Why Are Stretchmarks Different Colours

Posted on 16 May, 2014

They affect countless people up and down the UK but not that many people are aware of the real nature of stretch marks. For instance, why do stretch marks appear in different colours? Why Are Stretchmarks Different Colours

Some stretch marks are quite a deep shade of purple; others are pinkish-red; whilst others are silvery and almost colourless.

What makes them appear in different hues? The colour of stretch marks gives an indication of how new they are and how the body is responding to them. Stretch marks themselves are scars formed when the skin fails to keep up with the changing shape of the body. They occur frequently during pregnancy and rapid weight gain or weight loss.

As elastic as skin is there are points when that elasticity is outdone, the skin gives somewhat and a scar, a stretch mark, appears.

When that stretch mark is new it is likely to be deep purple or red. New stretch marks are generally the most noticeable. However, the skin responds to them with its natural healing processes. That is why deep red stretch marks fade to a pinkish hue after the initial trauma.

Over time, that pinkish hue will also disappear and what is left is an old stretch mark characterised by a white, silvery, translucent line. Not all stretch marks reach this stage quickly – it all depends on the individual characteristics of the scarring that has taken place.

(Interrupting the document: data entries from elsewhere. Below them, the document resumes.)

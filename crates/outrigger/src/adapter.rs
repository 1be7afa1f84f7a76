//! Adapter facade: wires the index, the dispatcher and the admin operations,
//! and owns the configuration lifecycle.

use crate::admin::{AdminOps, RowCount};
use crate::config::AdapterConfig;
use crate::dispatch::{DispatchStatsSnapshot, Dispatcher};
use crate::error::{AdapterError, Result};
use crate::event::ChangeEvent;
use crate::index::MappingIndex;
use crate::loader::ConfigChange;
use crate::mapping::MappingConfig;
use crate::traits::{EtlResult, EtlService, NameRegistry, RowCounter, SyncService};
use std::collections::HashMap;
use std::sync::Arc;
use tracing::info;

/// Registry tag under which this adapter's documents are recorded
pub const ADAPTER_TYPE: &str = "outrigger";

/// External collaborators injected at construction
pub struct Collaborators {
    /// Write client for live change events
    pub sync: Arc<dyn SyncService>,
    /// Bulk-backfill executor
    pub etl: Arc<dyn EtlService>,
    /// Row-count facility
    pub counter: Arc<dyn RowCounter>,
    /// Cross-instance document registry
    pub registry: Arc<dyn NameRegistry>,
}

/// One adapter instance: an index of accepted mapping documents plus the
/// dispatch and admin surfaces over it
pub struct Adapter {
    config: AdapterConfig,
    index: Arc<MappingIndex>,
    dispatcher: Dispatcher,
    admin: AdminOps,
}

impl Adapter {
    /// Build an adapter and populate its index from the initially loaded
    /// documents.
    ///
    /// Documents not addressed to this instance are dropped silently. An
    /// adapter with nothing to route for must not start: when zero documents
    /// are accepted, init fails with
    /// [`AdapterError::NoAcceptedConfigs`].
    pub fn init(
        config: AdapterConfig,
        documents: HashMap<String, MappingConfig>,
        collaborators: Collaborators,
    ) -> Result<Self> {
        let index = Arc::new(MappingIndex::new(
            ADAPTER_TYPE,
            config.key.clone(),
            config.mode,
            collaborators.registry,
        ));
        for (name, document) in documents {
            index.insert(&name, document);
        }
        if index.is_empty() {
            return Err(AdapterError::NoAcceptedConfigs {
                instance_key: config.key.clone(),
            });
        }
        info!(
            instance = %config.key,
            mode = %config.mode,
            configs = index.len(),
            "adapter initialized"
        );

        let dispatcher = Dispatcher::new(Arc::clone(&index), collaborators.sync);
        let admin = AdminOps::new(Arc::clone(&index), collaborators.etl, collaborators.counter);
        Ok(Self {
            config,
            index,
            dispatcher,
            admin,
        })
    }

    /// The runtime configuration this instance was built with
    pub fn config(&self) -> &AdapterConfig {
        &self.config
    }

    /// The mapping index; mutation goes through its own API or
    /// [`on_config_change`](Self::on_config_change)
    pub fn index(&self) -> &Arc<MappingIndex> {
        &self.index
    }

    /// Apply one configuration-source mutation from the external monitor
    pub fn on_config_change(&self, change: ConfigChange) -> Result<()> {
        match change {
            ConfigChange::Added { name, config } => {
                self.index.insert(&name, config);
                Ok(())
            }
            ConfigChange::Updated { name, config } => self.index.upsert(&name, config),
            ConfigChange::Removed { name } => {
                self.index.remove(&name);
                Ok(())
            }
        }
    }

    /// Apply a batch of change events (see [`Dispatcher::sync`])
    pub async fn sync(&self, events: &[ChangeEvent]) -> anyhow::Result<()> {
        self.dispatcher.sync(events).await
    }

    /// Trigger a backfill (see [`AdminOps::etl`])
    pub async fn etl(
        &self,
        task: &str,
        write_mode: Option<&str>,
        params: &[String],
    ) -> anyhow::Result<Option<EtlResult>> {
        self.admin.etl(task, write_mode, params).await
    }

    /// Row count of a mapped target table (see [`AdminOps::count`])
    pub async fn count(&self, task: &str) -> anyhow::Result<Option<RowCount>> {
        self.admin.count(task).await
    }

    /// Destination of a document (see [`AdminOps::destination_of`])
    pub fn destination_of(&self, task: &str) -> Option<String> {
        self.admin.destination_of(task)
    }

    /// Snapshot of the dispatch counters
    pub fn dispatch_stats(&self) -> DispatchStatsSnapshot {
        self.dispatcher.stats()
    }

    /// Shut the instance down.
    ///
    /// The index and counters are dropped with the adapter; collaborators
    /// own their connections and close them on their side.
    pub fn destroy(&self) {
        info!(instance = %self.config.key, "adapter shutting down");
    }
}

#[cfg(test)]
mod tests {
    use super::*;
    use crate::config::TransportMode;
    use crate::loader::load_document;
    use crate::mapping::TableMapping;
    use crate::testing::{FixedRowCounter, RecordingSync, ScriptedEtl};
    use crate::traits::InMemoryNameRegistry;
    use serde_json::json;

    fn doc(group_id: Option<&str>) -> MappingConfig {
        MappingConfig {
            document_name: String::new(),
            outer_adapter_key: Some("warehouse-1".into()),
            destination: "d".into(),
            group_id: group_id.map(Into::into),
            mapping: TableMapping {
                database: "db".into(),
                table: "t".into(),
                target_table: Some("dwh.t".into()),
                target_pk: Default::default(),
                column_map: Default::default(),
                map_all: true,
            },
        }
    }

    fn adapter_with(
        documents: HashMap<String, MappingConfig>,
    ) -> (Result<Adapter>, Arc<RecordingSync>) {
        let sync = Arc::new(RecordingSync::new());
        let adapter = Adapter::init(
            AdapterConfig::new("warehouse-1", TransportMode::Kafka),
            documents,
            Collaborators {
                sync: sync.clone(),
                etl: Arc::new(ScriptedEtl::succeeding()),
                counter: Arc::new(FixedRowCounter::new(7)),
                registry: Arc::new(InMemoryNameRegistry::new()),
            },
        );
        (adapter, sync)
    }

    fn event(group_id: &str) -> ChangeEvent {
        let mut event = ChangeEvent::insert("d", "db", "t", vec![json!({"id": 1})], 0);
        if !group_id.is_empty() {
            event = event.with_group(group_id);
        }
        event
    }

    #[test]
    fn test_init_fails_with_zero_accepted_documents() {
        let (adapter, _) = adapter_with(HashMap::new());
        assert!(matches!(
            adapter,
            Err(AdapterError::NoAcceptedConfigs { .. })
        ));

        // Documents addressed to another instance do not count either.
        let mut foreign = doc(None);
        foreign.outer_adapter_key = Some("someone-else".into());
        let (adapter, _) = adapter_with(HashMap::from([("foreign.yml".to_string(), foreign)]));
        assert!(adapter.is_err());
    }

    #[tokio::test]
    async fn test_end_to_end_group_fanout() {
        // C1 applies to all groups, C2 only to group "g"; both share the
        // routing identity (destination "d", db "db", table "t").
        let documents = HashMap::from([
            ("c1.yml".to_string(), doc(None)),
            ("c2.yml".to_string(), doc(Some("g"))),
        ]);
        let (adapter, sync) = adapter_with(documents);
        let adapter = adapter.unwrap();

        // Group "g": the non-tcp key "d-g_db-t" selects C2's bucket; C1 keys
        // under "d-_db-t" and is not in play.
        adapter.sync(&[event("g")]).await.unwrap();
        assert_eq!(sync.applied(), vec![("c2.yml".to_string(), "t".to_string())]);

        // Empty group resolves C1's bucket.
        sync.clear();
        adapter.sync(&[event("")]).await.unwrap();
        assert_eq!(sync.applied(), vec![("c1.yml".to_string(), "t".to_string())]);

        // Unknown group: no bucket at all.
        sync.clear();
        adapter.sync(&[event("x")]).await.unwrap();
        assert!(sync.applied().is_empty());
        assert_eq!(adapter.dispatch_stats().unresolved_total, 1);
    }

    #[tokio::test]
    async fn test_end_to_end_group_fanout_tcp() {
        let sync = Arc::new(RecordingSync::new());
        let adapter = Adapter::init(
            AdapterConfig::new("warehouse-1", TransportMode::Tcp),
            HashMap::from([
                ("c1.yml".to_string(), doc(None)),
                ("c2.yml".to_string(), doc(Some("g"))),
            ]),
            Collaborators {
                sync: sync.clone(),
                etl: Arc::new(ScriptedEtl::succeeding()),
                counter: Arc::new(FixedRowCounter::new(7)),
                registry: Arc::new(InMemoryNameRegistry::new()),
            },
        )
        .unwrap();

        // Tcp keys ignore the group, so C1 and C2 share one bucket: an event
        // with group "g" matches both, "x" matches only the all-groups C1.
        adapter.sync(&[event("g")]).await.unwrap();
        let mut applied = sync.applied();
        applied.sort();
        assert_eq!(
            applied,
            vec![
                ("c1.yml".to_string(), "t".to_string()),
                ("c2.yml".to_string(), "t".to_string())
            ]
        );

        sync.clear();
        adapter.sync(&[event("x")]).await.unwrap();
        assert_eq!(sync.applied(), vec![("c1.yml".to_string(), "t".to_string())]);
    }

    #[tokio::test]
    async fn test_config_change_notifications() {
        let (adapter, sync) = adapter_with(HashMap::from([("c1.yml".to_string(), doc(None))]));
        let adapter = adapter.unwrap();

        // Added
        let added = load_document(
            "c2.yml",
            r#"
destination: d
group_id: g
outer_adapter_key: warehouse-1
mapping:
  database: db
  table: t
  target_table: dwh.t
"#,
        )
        .unwrap();
        adapter
            .on_config_change(ConfigChange::Added {
                name: "c2.yml".into(),
                config: added,
            })
            .unwrap();
        adapter.sync(&[event("g")]).await.unwrap();
        assert_eq!(sync.applied().len(), 1);

        // Updated with a foreign owner key is refused.
        let mut stolen = doc(Some("g"));
        stolen.outer_adapter_key = Some("someone-else".into());
        let err = adapter
            .on_config_change(ConfigChange::Updated {
                name: "c2.yml".into(),
                config: stolen,
            })
            .unwrap_err();
        assert!(matches!(err, AdapterError::OwnershipViolation { .. }));

        // Removed
        adapter
            .on_config_change(ConfigChange::Removed {
                name: "c2.yml".into(),
            })
            .unwrap();
        sync.clear();
        adapter.sync(&[event("g")]).await.unwrap();
        assert!(sync.applied().is_empty());
    }

    #[tokio::test]
    async fn test_admin_surface() {
        let (adapter, _) = adapter_with(HashMap::from([("c1.yml".to_string(), doc(None))]));
        let adapter = adapter.unwrap();

        assert_eq!(adapter.destination_of("c1.yml").as_deref(), Some("d"));
        let count = adapter.count("c1.yml").await.unwrap().unwrap();
        assert_eq!(count.count, 7);
        let etl = adapter.etl("c1.yml", None, &[]).await.unwrap().unwrap();
        assert!(etl.succeeded);
    }

    #[tokio::test]
    async fn test_etl_collaborator_error_propagates() {
        let sync = Arc::new(RecordingSync::new());
        let adapter = Adapter::init(
            AdapterConfig::new("warehouse-1", TransportMode::Kafka),
            HashMap::from([("c1.yml".to_string(), doc(None))]),
            Collaborators {
                sync,
                etl: Arc::new(ScriptedEtl::erroring()),
                counter: Arc::new(FixedRowCounter::new(0)),
                registry: Arc::new(InMemoryNameRegistry::new()),
            },
        )
        .unwrap();

        let err = adapter.etl("c1.yml", None, &[]).await.unwrap_err();
        assert!(err.to_string().contains("etl executor unavailable"));
    }
}
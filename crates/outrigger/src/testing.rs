//! Test doubles for the collaborator traits.
//!
//! These mocks let the mapping and dispatch engine be exercised without an
//! external store.
//!
//! # Example
//!
//! ```rust,ignore
//! use outrigger::testing::RecordingSync;
//!
//! let sync = Arc::new(RecordingSync::new());
//! let dispatcher = Dispatcher::new(index, sync.clone());
//! dispatcher.sync(&events).await?;
//! assert_eq!(sync.applied().len(), 2);
//! ```

use crate::event::ChangeEvent;
use crate::mapping::MappingConfig;
use crate::traits::{EtlResult, EtlService, RowCounter, SyncService};
use async_trait::async_trait;
use parking_lot::Mutex;

/// A write client that records every apply call
#[derive(Debug, Default)]
pub struct RecordingSync {
    applied: Mutex<Vec<(String, String)>>,
    fail_message: Mutex<Option<String>>,
}

impl RecordingSync {
    /// Create a recording write client
    pub fn new() -> Self {
        Self::default()
    }

    /// Make every subsequent apply fail with an error
    pub fn fail_with(&self, message: impl Into<String>) {
        *self.fail_message.lock() = Some(message.into());
    }

    /// (document name, source table) pairs applied so far
    pub fn applied(&self) -> Vec<(String, String)> {
        self.applied.lock().clone()
    }

    /// Forget recorded applies
    pub fn clear(&self) {
        self.applied.lock().clear();
    }
}

#[async_trait]
impl SyncService for RecordingSync {
    async fn apply(&self, config: &MappingConfig, event: &ChangeEvent) -> anyhow::Result<()> {
        if let Some(message) = self.fail_message.lock().clone() {
            anyhow::bail!(message);
        }
        self.applied
            .lock()
            .push((config.document_name.clone(), event.table.clone()));
        Ok(())
    }
}

/// Backfill behavior of a [`ScriptedEtl`] double
#[derive(Debug, Clone)]
enum EtlScript {
    Succeed,
    FailFor(String),
    Error,
}

/// A backfill executor with scripted per-document outcomes
#[derive(Debug)]
pub struct ScriptedEtl {
    script: EtlScript,
    imported: Mutex<Vec<String>>,
}

impl ScriptedEtl {
    /// Every import succeeds with message `imported <document>`
    pub fn succeeding() -> Self {
        Self {
            script: EtlScript::Succeed,
            imported: Mutex::new(Vec::new()),
        }
    }

    /// Imports of `document_name` report failure, everything else succeeds
    pub fn failing_for(document_name: impl Into<String>) -> Self {
        Self {
            script: EtlScript::FailFor(document_name.into()),
            imported: Mutex::new(Vec::new()),
        }
    }

    /// Every import raises a hard collaborator error
    pub fn erroring() -> Self {
        Self {
            script: EtlScript::Error,
            imported: Mutex::new(Vec::new()),
        }
    }

    /// Document names imported so far
    pub fn imported(&self) -> Vec<String> {
        self.imported.lock().clone()
    }
}

#[async_trait]
impl EtlService for ScriptedEtl {
    async fn import(&self, config: &MappingConfig, _params: &[String]) -> anyhow::Result<EtlResult> {
        let name = config.document_name.clone();
        match &self.script {
            EtlScript::Error => anyhow::bail!("etl executor unavailable"),
            EtlScript::FailFor(failing) if *failing == name => {
                self.imported.lock().push(name.clone());
                Ok(EtlResult::failure(format!("import failed {name}")))
            }
            _ => {
                self.imported.lock().push(name.clone());
                Ok(EtlResult::success(format!("imported {name}")))
            }
        }
    }
}

/// A row counter that answers every query with the same number
#[derive(Debug)]
pub struct FixedRowCounter {
    count: u64,
}

impl FixedRowCounter {
    /// Create a counter answering `count` for every table
    pub fn new(count: u64) -> Self {
        Self { count }
    }
}

#[async_trait]
impl RowCounter for FixedRowCounter {
    async fn count_rows(&self, _target_table: &str) -> anyhow::Result<u64> {
        Ok(self.count)
    }
}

What readers may find interesting is that even though stretch marks are to all intents and purposes permanent (because they are scars), their appearance can be reduced via laser stretch mark treatment and diamond/crystal Medical micro-dermabrasion. In some cases, they can be removed completely because lasers are capable of removing scar tissue at the same time as encouraging the regeneration of the area with new skin cells.